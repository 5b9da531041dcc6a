//! Persisted artifacts and their build records.
//!
//! Every artifact owns a small CBOR sidecar (`.<name>.record`) holding the
//! fingerprints it was last built from. Comparing those against the current
//! fingerprints yields the two staleness signals used by the scheduler:
//!
//! * **code staleness**, the task's own source changed;
//! * **data staleness**, some upstream artifact changed.

use std::collections::{BTreeMap, BTreeSet};
use std::fmt;
use std::fs::{self, File};
use std::io::{BufReader, ErrorKind};

use camino::{Utf8Path, Utf8PathBuf};
use serde::{Deserialize, Serialize};

use crate::core::{Blake3Hasher, Hash32};
use crate::error::{ConfigError, RecordError};

/// Fingerprints a product was last successfully built from.
#[derive(Debug, Clone, PartialEq, Eq, Serialize, Deserialize)]
pub struct BuildRecord {
    /// Fingerprint of the task source.
    pub code: Hash32,
    /// Fingerprints of every upstream product. Order is irrelevant.
    pub upstream: BTreeSet<Hash32>,
}

/// A single artifact on disk.
#[derive(Debug, Clone)]
pub struct FileProduct {
    path: Utf8PathBuf,
    record: Option<BuildRecord>,
}

impl FileProduct {
    pub fn new(path: impl Into<Utf8PathBuf>) -> Self {
        let mut product = Self {
            path: path.into(),
            record: None,
        };
        product.refresh();
        product
    }

    pub fn path(&self) -> &Utf8Path {
        &self.path
    }

    /// Location of the sidecar build record.
    pub fn record_path(&self) -> Utf8PathBuf {
        let name = self.path.file_name().unwrap_or("product");
        self.path.with_file_name(format!(".{name}.record"))
    }

    pub fn record(&self) -> Option<&BuildRecord> {
        self.record.as_ref()
    }

    pub fn exists(&self) -> bool {
        self.path.is_file()
    }

    /// Hash of the artifact bytes, [`Hash32::MISSING`] if there is none.
    pub fn fingerprint(&self) -> std::io::Result<Hash32> {
        match Hash32::hash_file(&self.path) {
            Ok(hash) => Ok(hash),
            Err(e) if e.kind() == ErrorKind::NotFound => Ok(Hash32::MISSING),
            Err(e) => Err(e),
        }
    }

    pub fn is_code_stale(&self, code: Hash32) -> bool {
        self.record.as_ref().is_none_or(|record| record.code != code)
    }

    pub fn is_data_stale(&self, upstream: &BTreeSet<Hash32>) -> bool {
        self.record
            .as_ref()
            .is_none_or(|record| &record.upstream != upstream)
    }

    /// Re-reads the build record from disk.
    pub fn refresh(&mut self) {
        let path = self.record_path();

        self.record = match File::open(&path) {
            Ok(file) => match ciborium::from_reader(BufReader::new(file)) {
                Ok(record) => Some(record),
                Err(e) => {
                    tracing::warn!("Ignoring unreadable build record {path}: {e}");
                    None
                }
            },
            Err(e) if e.kind() == ErrorKind::NotFound => None,
            Err(e) => {
                tracing::warn!("Ignoring unreadable build record {path}: {e}");
                None
            }
        };
    }

    /// Atomically replaces the build record.
    pub fn record_build(
        &mut self,
        code: Hash32,
        upstream: BTreeSet<Hash32>,
    ) -> Result<(), RecordError> {
        let record = BuildRecord { code, upstream };
        let path = self.record_path();

        let dir = match path.parent() {
            Some(dir) if !dir.as_str().is_empty() => dir,
            _ => Utf8Path::new("."),
        };
        fs::create_dir_all(dir)?;

        let mut temp = tempfile::NamedTempFile::new_in(dir)?;
        ciborium::into_writer(&record, &mut temp)?;
        temp.persist(&path)?;

        tracing::debug!(product = %self.path, code = %code.short(), "recorded build");
        self.record = Some(record);
        Ok(())
    }
}

/// Several correlated artifacts produced by one task, addressed by key.
#[derive(Debug, Clone)]
pub struct MetaProduct {
    members: BTreeMap<String, FileProduct>,
}

impl MetaProduct {
    pub fn new<K, P>(members: impl IntoIterator<Item = (K, P)>) -> Result<Self, ConfigError>
    where
        K: Into<String>,
        P: Into<Utf8PathBuf>,
    {
        let members: BTreeMap<_, _> = members
            .into_iter()
            .map(|(key, path)| (key.into(), FileProduct::new(path)))
            .collect();

        if members.is_empty() {
            return Err(ConfigError::EmptyMetaProduct);
        }

        Ok(Self { members })
    }

    /// Looks up a member, failing with the list of valid keys.
    pub fn get(&self, key: &str) -> Result<&FileProduct, ConfigError> {
        self.members
            .get(key)
            .ok_or_else(|| ConfigError::MissingProductKey {
                key: key.to_string(),
                valid: self.valid_keys(),
            })
    }

    pub fn keys(&self) -> impl Iterator<Item = &str> {
        self.members.keys().map(String::as_str)
    }

    pub fn members(&self) -> impl Iterator<Item = (&str, &FileProduct)> {
        self.members.iter().map(|(k, v)| (k.as_str(), v))
    }

    pub fn len(&self) -> usize {
        self.members.len()
    }

    pub fn is_empty(&self) -> bool {
        self.members.is_empty()
    }

    pub(crate) fn valid_keys(&self) -> String {
        self.members
            .keys()
            .map(|key| format!("\"{key}\""))
            .collect::<Vec<_>>()
            .join(", ")
    }
}

/// What a task persists: one artifact, or a keyed set of them.
#[derive(Debug, Clone)]
pub enum Product {
    File(FileProduct),
    Meta(MetaProduct),
}

impl Product {
    pub fn file(path: impl Into<Utf8PathBuf>) -> Self {
        Product::File(FileProduct::new(path))
    }

    pub fn meta<K, P>(members: impl IntoIterator<Item = (K, P)>) -> Result<Self, ConfigError>
    where
        K: Into<String>,
        P: Into<Utf8PathBuf>,
    {
        Ok(Product::Meta(MetaProduct::new(members)?))
    }

    fn files(&self) -> Box<dyn Iterator<Item = &FileProduct> + '_> {
        match self {
            Product::File(file) => Box::new(std::iter::once(file)),
            Product::Meta(meta) => Box::new(meta.members.values()),
        }
    }

    /// Whether every backing artifact is present.
    pub fn exists(&self) -> bool {
        self.files().all(FileProduct::exists)
    }

    pub fn is_code_stale(&self, code: Hash32) -> bool {
        self.files().any(|file| file.is_code_stale(code))
    }

    pub fn is_data_stale(&self, upstream: &BTreeSet<Hash32>) -> bool {
        self.files().any(|file| file.is_data_stale(upstream))
    }

    /// Fingerprint of the artifact contents. Meta products combine their
    /// members' fingerprints together with their keys.
    pub fn fingerprint(&self) -> std::io::Result<Hash32> {
        match self {
            Product::File(file) => file.fingerprint(),
            Product::Meta(meta) => {
                let mut hasher = Blake3Hasher::default();
                for (key, file) in &meta.members {
                    hasher.update(key).update(file.fingerprint()?.to_hex());
                }
                Ok(hasher.finish())
            }
        }
    }

    pub fn refresh(&mut self) {
        match self {
            Product::File(file) => file.refresh(),
            Product::Meta(meta) => meta.members.values_mut().for_each(FileProduct::refresh),
        }
    }

    pub fn record_build(
        &mut self,
        code: Hash32,
        upstream: BTreeSet<Hash32>,
    ) -> Result<(), RecordError> {
        match self {
            Product::File(file) => file.record_build(code, upstream),
            Product::Meta(meta) => {
                for file in meta.members.values_mut() {
                    file.record_build(code, upstream.clone())?;
                }
                Ok(())
            }
        }
    }

    /// Looks up a keyed member. A plain product has no keys.
    pub fn get(&self, key: &str) -> Result<&FileProduct, ConfigError> {
        match self {
            Product::Meta(meta) => meta.get(key),
            Product::File(_) => Err(ConfigError::MissingProductKey {
                key: key.to_string(),
                valid: String::new(),
            }),
        }
    }

    pub fn paths(&self) -> ProductPaths {
        match self {
            Product::File(file) => ProductPaths::Single(file.path.clone()),
            Product::Meta(meta) => ProductPaths::Keyed(
                meta.members
                    .iter()
                    .map(|(key, file)| (key.clone(), file.path.clone()))
                    .collect(),
            ),
        }
    }
}

impl From<FileProduct> for Product {
    fn from(value: FileProduct) -> Self {
        Product::File(value)
    }
}

impl From<MetaProduct> for Product {
    fn from(value: MetaProduct) -> Self {
        Product::Meta(value)
    }
}

/// Plain locations of a product, as handed to running code.
#[derive(Debug, Clone, PartialEq, Eq, Serialize, Deserialize)]
#[serde(untagged)]
pub enum ProductPaths {
    Single(Utf8PathBuf),
    Keyed(BTreeMap<String, Utf8PathBuf>),
}

impl ProductPaths {
    /// The path stored under `key`, never set for a single path.
    pub fn get(&self, key: &str) -> Option<&Utf8Path> {
        match self {
            ProductPaths::Single(_) => None,
            ProductPaths::Keyed(map) => map.get(key).map(Utf8PathBuf::as_path),
        }
    }

    pub fn single(&self) -> Option<&Utf8Path> {
        match self {
            ProductPaths::Single(path) => Some(path),
            ProductPaths::Keyed(_) => None,
        }
    }

    pub fn iter(&self) -> impl Iterator<Item = (Option<&str>, &Utf8Path)> {
        let items: Vec<_> = match self {
            ProductPaths::Single(path) => vec![(None, path.as_path())],
            ProductPaths::Keyed(map) => map
                .iter()
                .map(|(key, path)| (Some(key.as_str()), path.as_path()))
                .collect(),
        };
        items.into_iter()
    }

    pub fn to_value(&self) -> serde_json::Value {
        match self {
            ProductPaths::Single(path) => serde_json::Value::String(path.to_string()),
            ProductPaths::Keyed(map) => serde_json::Value::Object(
                map.iter()
                    .map(|(key, path)| (key.clone(), serde_json::Value::String(path.to_string())))
                    .collect(),
            ),
        }
    }
}

impl fmt::Display for ProductPaths {
    fn fmt(&self, f: &mut fmt::Formatter<'_>) -> fmt::Result {
        match self {
            ProductPaths::Single(path) => write!(f, "{path}"),
            ProductPaths::Keyed(map) => {
                let items: Vec<_> = map.iter().map(|(k, v)| format!("{k}: {v}")).collect();
                write!(f, "{{{}}}", items.join(", "))
            }
        }
    }
}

Required work: The expected answer is every line in the data above that carries the string "disk".

Output of the exercise:
/// A single artifact on disk.
    /// Re-reads the build record from disk.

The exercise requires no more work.